A lot of questions will be asked about the frequency, temperature, and power of this chip: splitting 280W across all the cores might result in a low all-core frequency and require a super high current draw, or given recent reports of AMD CPUs not meeting their rated turbo frequencies. We wanted to put our data right here in the front half of the review to address this straight away.

We kept this test simple – we used our new NAMD benchmark, a molecular dynamics compute solver, which is an example workload for a system with this many cores.
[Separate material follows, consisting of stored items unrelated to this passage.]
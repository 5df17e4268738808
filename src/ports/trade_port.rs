//! Trade file loading port trait.

use crate::domain::error::AnalyzerError;
use crate::domain::trade::TradeRecord;
use std::path::Path;

pub trait TradePort: Send + Sync {
    /// Load every trade record from `source`, in file order.
    fn load_trades(&self, source: &Path) -> Result<Vec<TradeRecord>, AnalyzerError>;
}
It’s a heavy all-core load that continually cycles around the ApoA1 test simulating as many picoseconds of molecular movement as possible. We run a frequency and thermal logger, left the system idle for 30 seconds to reach an idle steady state, and then fired up the benchmark until a steady state was reached.
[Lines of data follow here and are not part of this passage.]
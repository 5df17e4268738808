//! Historical price port trait.

use crate::domain::error::AnalyzerError;
use crate::domain::quote::PriceQuote;
use chrono::NaiveDate;

pub trait QuotePort: Send + Sync {
    /// Daily candles for `symbol` with `start <= date <= end`, oldest first.
    /// Days without trading are simply absent; an empty vector is not an error.
    fn fetch_window(
        &self,
        symbol: &str,
        start: NaiveDate,
        end: NaiveDate,
    ) -> Result<Vec<PriceQuote>, AnalyzerError>;
}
For the frequencies we saw an ‘idle’ of ~3600 MHz, which then spiked to 4167 MHz when the test began, and average 3463 MHz across all cores over the first 6 minutes or so of the test. We saw a frequency low point of 2935 MHz, however in this context it’s the average that matters.

For thermals on the same benchmark, using our Thermaltake Riing 360 closed loop liquid cooler, we saw 35ºC reported on the CPU at idle, which rose to 64ºC after 90 seconds or so, and a steady state after five minutes at 68ºC. This is an ideal scenario, due to the system being on an open test bed, but the thing to note here is that despite the high overall power of the CPU, the power per core is not that high.


Click to zoom

This is our usual test suite for per-core power, however I’ve condensed it horizontally as having all 64 cores is a bit much. At the low loads, we’re seeing the first few cores take 8-10W of power each, for 4.35 GHz, however at the other end of the scale, the CPUs are barely touching 3.0 W each, for 3.45 GHz. At this end of the spectrum, we’re definitely seeing AMD’s Zen 2 cores perform at a very efficient point, and that’s even without all 280 W, given that around 80-90W is required for the chipset and inter-chip infinity fabric: all 64 cores, running at almost 3.5 GHz, for around 200W. From this data, we need at least 20 cores active in order to hit the full 280W of the processor.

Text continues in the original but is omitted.